SOUNDEX
Description
The SOUNDEX function computes the Soundex encoding of a string. Soundex is a phonetic algorithm that encodes English words into codes representing their pronunciation, so words with similar pronunciation will have the same encoding.
Encoding rule: Returns a 4-character code consisting of one uppercase letter followed by three digits (e.g., S530).
Syntax
SOUNDEX(<expr>)
Parameters
| Parameter | Description |
|---|---|
<expr> | The string to compute Soundex encoding for (only supports ASCII characters).
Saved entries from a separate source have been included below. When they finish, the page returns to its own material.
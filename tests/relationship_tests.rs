mod common;

use common::{MockAdapter, blog_store};
use memostore::{Store, StoreError};
use serde_json::json;
use std::sync::Arc;

fn store() -> Store {
    blog_store(Arc::new(MockAdapter::new()))
}

fn push_post_with_comments(store: &Store) {
    store
        .push_raw(
            "post",
            json!({
                "data": {
                    "type": "post",
                    "id": "1",
                    "attributes": { "title": "Rails" },
                    "relationships": {
                        "comments": { "data": [{ "type": "comment", "id": "1" }, { "type": "comment", "id": "2" }] }
                    }
                },
                "included": [
                    { "type": "comment", "id": "1", "attributes": { "body": "first" } },
                    { "type": "comment", "id": "2", "attributes": { "body": "second" } }
                ]
            }),
        )
        .unwrap();
}

#[test]
fn test_pushed_has_many_populates_inverse() {
    let store = store();
    push_post_with_comments(&store);

    let post = store.peek_record("post", "1").unwrap();
    let first = store.peek_record("comment", "1").unwrap();
    let second = store.peek_record("comment", "2").unwrap();

    assert_eq!(post.has_many("comments").unwrap(), vec![first.clone(), second.clone()]);
    assert_eq!(first.belongs_to("post").unwrap(), Some(post.clone()));
    assert_eq!(second.belongs_to("post").unwrap(), Some(post.clone()));
    assert!(!post.is_dirty());
    assert!(!first.is_dirty());
}

#[test]
fn test_pushed_belongs_to_populates_inverse() {
    let store = store();
    store.load("post", json!({ "id": "1" })).unwrap();
    let comment = store.load("comment", json!({ "id": "9", "post": "1" })).unwrap();
    let post = store.peek_record("post", "1").unwrap();

    assert_eq!(post.has_many("comments").unwrap(), vec![comment]);
}

#[test]
fn test_linkage_to_unknown_record_creates_placeholder() {
    let store = store();
    let comment = store.load("comment", json!({ "id": "9", "post": "1" })).unwrap();

    let post = comment.belongs_to("post").unwrap().unwrap();
    assert_eq!(post.id().as_deref(), Some("1"));
    assert!(post.is_empty());
    // placeholders are not visible until they hold data
    assert!(store.peek_record("post", "1").is_none());

    store.push_raw("post", common::post_doc("1", "now loaded")).unwrap();
    assert_eq!(store.peek_record("post", "1"), Some(post.clone()));
    assert_eq!(post.has_many("comments").unwrap(), vec![comment]);
}

#[test]
fn test_moving_a_comment_updates_both_posts() {
    let store = store();
    push_post_with_comments(&store);
    let first_post = store.peek_record("post", "1").unwrap();
    let second_post = store.load("post", json!({ "id": "2" })).unwrap();
    let comment = store.peek_record("comment", "1").unwrap();

    comment.set_belongs_to("post", Some(&second_post)).unwrap();

    assert_eq!(comment.belongs_to("post").unwrap(), Some(second_post.clone()));
    assert!(!first_post.has_many("comments").unwrap().contains(&comment));
    assert_eq!(second_post.has_many("comments").unwrap(), vec![comment.clone()]);

    // only the written side is dirty
    assert!(comment.is_dirty());
    assert!(!first_post.is_dirty());
    assert!(!second_post.is_dirty());

    comment.rollback();
    assert!(!comment.is_dirty());
    assert_eq!(comment.belongs_to("post").unwrap(), Some(first_post.clone()));
    assert!(first_post.has_many("comments").unwrap().contains(&comment));
    assert!(second_post.has_many("comments").unwrap().is_empty());
}

#[test]
fn test_has_many_writes_are_mirrored() {
    let store = store();
    let post = store.load("post", json!({ "id": "1" })).unwrap();
    let comment = store.load("comment", json!({ "id": "5" })).unwrap();

    post.add_to_has_many("comments", &comment).unwrap();
    assert_eq!(comment.belongs_to("post").unwrap(), Some(post.clone()));
    assert!(post.is_dirty());
    assert!(!comment.is_dirty());

    post.remove_from_has_many("comments", &comment).unwrap();
    assert_eq!(comment.belongs_to("post").unwrap(), None);
    // back to the acknowledged linkage
    assert!(!post.is_dirty());
}

#[test]
fn test_clearing_belongs_to() {
    let store = store();
    push_post_with_comments(&store);
    let post = store.peek_record("post", "1").unwrap();
    let comment = store.peek_record("comment", "2").unwrap();

    comment.set_belongs_to("post", None).unwrap();
    assert_eq!(comment.belongs_to("post").unwrap(), None);
    assert_eq!(post.has_many("comments").unwrap().len(), 1);
}

#[test]
fn test_server_update_does_not_clobber_local_edit() {
    let store = store();
    push_post_with_comments(&store);
    let local_post = store.load("post", json!({ "id": "2" })).unwrap();
    let comment = store.peek_record("comment", "1").unwrap();
    comment.set_belongs_to("post", Some(&local_post)).unwrap();

    // the server still links the comment to post 1
    store.load("comment", json!({ "id": "1", "body": "edited remotely", "post": "1" })).unwrap();

    assert_eq!(comment.belongs_to("post").unwrap(), Some(local_post));
    assert_eq!(comment.get("body"), Some(json!("edited remotely")));
    assert!(comment.is_dirty());
}

#[test]
fn test_server_update_flushes_to_unmodified_relationship() {
    let store = store();
    push_post_with_comments(&store);
    store.load("post", json!({ "id": "2" })).unwrap();
    let comment = store.peek_record("comment", "1").unwrap();

    store.load("comment", json!({ "id": "1", "post": "2" })).unwrap();

    let second_post = store.peek_record("post", "2").unwrap();
    let first_post = store.peek_record("post", "1").unwrap();
    assert_eq!(comment.belongs_to("post").unwrap(), Some(second_post.clone()));
    assert_eq!(second_post.has_many("comments").unwrap(), vec![comment.clone()]);
    assert!(!first_post.has_many("comments").unwrap().contains(&comment));
}

#[test]
fn test_unload_removes_record_from_relationships() {
    let store = store();
    push_post_with_comments(&store);
    let post = store.peek_record("post", "1").unwrap();
    let comment = store.peek_record("comment", "1").unwrap();

    comment.unload();
    assert!(comment.is_unloaded());
    assert!(!store.has_record_for_id("comment", "1"));
    assert_eq!(post.has_many("comments").unwrap().len(), 1);
}

#[test]
fn test_relationship_misuse() {
    let store = store();
    let post = store.load("post", json!({ "id": "1" })).unwrap();
    let person = store.load("person", json!({ "id": "1" })).unwrap();

    assert!(matches!(post.belongs_to("comments"), Err(StoreError::Misuse(_))));
    assert!(matches!(post.has_many("author"), Err(StoreError::Misuse(_))));
    assert!(matches!(post.has_many("tags"), Err(StoreError::Misuse(_))));
    assert!(matches!(post.add_to_has_many("comments", &person), Err(StoreError::Misuse(_))));
    assert!(matches!(
        post.set_belongs_to("comments", Some(&person)),
        Err(StoreError::Misuse(_))
    ));
}

#[test]
fn test_snapshot_carries_known_linkage() {
    let store = store();
    push_post_with_comments(&store);
    let post = store.peek_record("post", "1").unwrap();

    let snapshot = post.snapshot().unwrap();
    assert_eq!(snapshot.attr("title"), Some(&json!("Rails")));
    let comments = snapshot.has_many("comments").unwrap();
    let ids: Vec<_> = comments.iter().filter_map(|member| member.id.clone()).collect();
    assert_eq!(ids, vec!["1", "2"]);
    // linkage never supplied by the server is left out
    assert!(snapshot.belongs_to("author").is_none());
}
Type: VARCHAR |
Return Value
Returns VARCHAR(4) type, representing the Soundex encoding of the string.
Special cases:
- If the argument is NULL, returns NULL
- If the string is empty or contains no letters, returns an empty string
- Only processes ASCII letters, ignoring other characters
- Non-ASCII characters will cause the function to throw an error
Examples
- Basic usage: word encoding
SELECT soundex('Doris');
+------------------+
| soundex('Doris') |
+------------------+
| D620 |
+------------------+
- Words with similar pronunciation have the same encoding
SELECT soundex('Smith'), soundex('Smyth');
+------------------+------------------+
| soundex('Smith') | soundex('Smyth') |
+------------------+------------------+
| S530 | S530 |
+------------------+------------------+
- Empty string processing
SELECT soundex('');
+-------------+
| soundex('') |
+-------------+
| |
+-------------+
- NULL value handling
SELECT soundex(NULL);
+---------------+
| soundex(NULL) |
+---------------+
| NULL |
+---------------+
- Empty string returns empty string
SELECT soundex('');
+-------------+
| soundex('') |
+-------------+
| |
+-------------+
- Non-letter characters only return empty string
SELECT soundex('123@*%');
+-------------------+
| soundex('123@*%') |
+-------------------+
| |
+-------------------+
- Ignoring non-letter characters
SELECT soundex('R@b-e123rt'), soundex('Robert');
+-----------------------+-------------------+
| soundex('R@b-e123rt') | soundex('Robert') |
+-----------------------+-------------------+
| R163 | R163 |
+-----------------------+-------------------+
- Non-ASCII characters only error example
SELECT soundex('你好');
ERROR 1105 (HY000): errCode = 2, detailMessage = Not Supported: Not Supported: soundex only supports ASCII, but got: 你
SELECT soundex('Apache Doris 你好');
+--------------------------------+
| soundex('Apache Doris 你好') |
+--------------------------------+
| A123 |
+--------------------------------+
Keywords
SOUNDEX